The use of CRISPR may have gotten a bad rap following a controversial experiment in China that used the technology to create gene-edited babies. CRISPR, however, holds potentially beneficial uses. Earlier studies have already shown it can be used to fight drug-resistant bacteria and in eliminating HIV in lab animals.

Shape-Shifting Gels

James Collins, a bioengineer at the Massachusetts Institute of Technology in Cambridge, and colleagues used CRISPR to create smart materials that change their form on command. The researchers said that these shape-shifting materials could be used to deliver drugs and detect any biological signal.

For their study published in Science on Aug. 22, Collins and colleagues worked with DNA hydrogels — water-filled polymers held together by strands of DNA.

The researchers altered the properties of these materials using a form of CRISPR that uses the enzyme Cas12a.

The enzyme can be programmed to recognize a specific DNA sequence. Cas12a cuts its target DNA strands and then severs the single strands of nearby DNA.

This property made it possible for the researchers to build CRISPR-controlled hydrogels that contain a target DNA sequence and single strands of DNA that break after the Cas12a recognized the target sequence in a stimulus.

When the single DNA strands break up, they trigger the hydrogels to change shape or completely dissolve and release a payload.

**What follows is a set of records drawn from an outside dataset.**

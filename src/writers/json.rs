//! JSON writer for structured logging

use super::file::FileOutput;
use super::{file_path, flag, APPEND_KEY, BUFFERED_KEY};
use crate::config::Configuration;
use crate::core::{InternalLogger, LogEntry, Result, ValueSet, Writer};
use crate::pattern::{FormatPatternParser, Token, NEW_LINE};
use std::collections::BTreeMap;
use std::path::Path;

/// Prefix of properties that define output fields
pub const FIELD_PREFIX: &str = "field";

const DEFAULT_FIELDS: [(&str, &str); 3] = [
    ("date", "date"),
    ("level", "level"),
    ("message", "message"),
];

/// Writes each log entry as a single-line JSON object (JSONL format)
///
/// Every `field.<name>` property defines one string field. Its value is a
/// placeholder such as `level` or `date: %H:%M:%S`, or a complete format
/// pattern if it contains curly brackets. Without field properties, `date`,
/// `level` and `message` are output.
///
/// Compatible with log aggregation tools like ELK, Loki, etc.
pub struct JsonWriter {
    fields: Vec<(String, Box<dyn Token>)>,
    output: FileOutput,
}

impl JsonWriter {
    pub fn from_configuration(configuration: &Configuration, diagnostics: &InternalLogger) -> Result<Self> {
        let path = file_path(configuration, "json writer")?;
        let append = flag(configuration, APPEND_KEY, "json", diagnostics);
        let buffered = flag(configuration, BUFFERED_KEY, "json", diagnostics);

        let parser = FormatPatternParser::new(diagnostics.clone());
        let properties = configuration.sub_configuration(FIELD_PREFIX, '.');

        let mut definitions: Vec<(String, String)> = properties
            .keys()
            .filter_map(|name| {
                properties
                    .get(name)
                    .map(|value| (name.to_string(), value.trim().to_string()))
            })
            .collect();
        if definitions.is_empty() {
            definitions = DEFAULT_FIELDS
                .iter()
                .map(|(name, value)| (name.to_string(), value.to_string()))
                .collect();
        }

        let fields = definitions
            .into_iter()
            .map(|(name, value)| {
                let token = if value.contains('{') {
                    parser.parse(&value)
                } else {
                    parser.parse(&format!("{{{}}}", value))
                };
                (name, token)
            })
            .collect();

        Ok(Self {
            fields,
            output: FileOutput::open(path, append, buffered)?,
        })
    }

    pub fn path(&self) -> &Path {
        self.output.path()
    }

    fn to_json(&self, entry: &LogEntry) -> Result<String> {
        let object: BTreeMap<&str, String> = self
            .fields
            .iter()
            .map(|(name, token)| {
                let mut value = String::new();
                token.render(entry, &mut value);
                (name.as_str(), value)
            })
            .collect();

        Ok(serde_json::to_string(&object)?)
    }
}

impl Writer for JsonWriter {
    fn required_values(&self) -> ValueSet {
        self.fields
            .iter()
            .fold(ValueSet::empty(), |values, (_, token)| values | token.required_values())
    }

    fn write(&self, entry: &LogEntry) -> Result<()> {
        let mut line = self.to_json(entry)?;
        line.push_str(NEW_LINE);
        self.output.write(line.as_bytes())
    }

    fn flush(&self) -> Result<()> {
        self.output.flush()
    }

    fn close(&self) -> Result<()> {
        self.output.close()
    }

    fn name(&self) -> &str {
        "json"
    }
}
//! Writer trait for log output destinations

use super::{error::Result, log_entry::LogEntry, log_entry::ValueSet};

/// Output destination for log entries
///
/// Writers are shared between the calling threads and the writing thread, so
/// all methods take `&self`. Implementations guard their mutable state
/// internally.
pub trait Writer: Send + Sync {
    /// Log entry values this writer reads
    fn required_values(&self) -> ValueSet;

    fn write(&self, entry: &LogEntry) -> Result<()>;

    fn flush(&self) -> Result<()>;

    /// Release all resources. Called exactly once when the backend shuts down.
    fn close(&self) -> Result<()>;

    fn name(&self) -> &str;
}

Hydrogels Designed To Release Drugs In Response To Stimuli

Collins and his team created hydrogels designed to release enzymes, drugs, and human cells that can be used for therapy in response to stimuli. These gels could be used to make smart therapeutics that release drugs in response to a condition. They can deliver cancer drugs that will be released in the presence of a tumor or antibiotics for an infection.

"By incorporating DNA into materials, you can use this enzyme to control the properties of the materials in response to a specific biological cue in the environment," said study researcher MIT graduate student Max Atti English, who is part of the research team.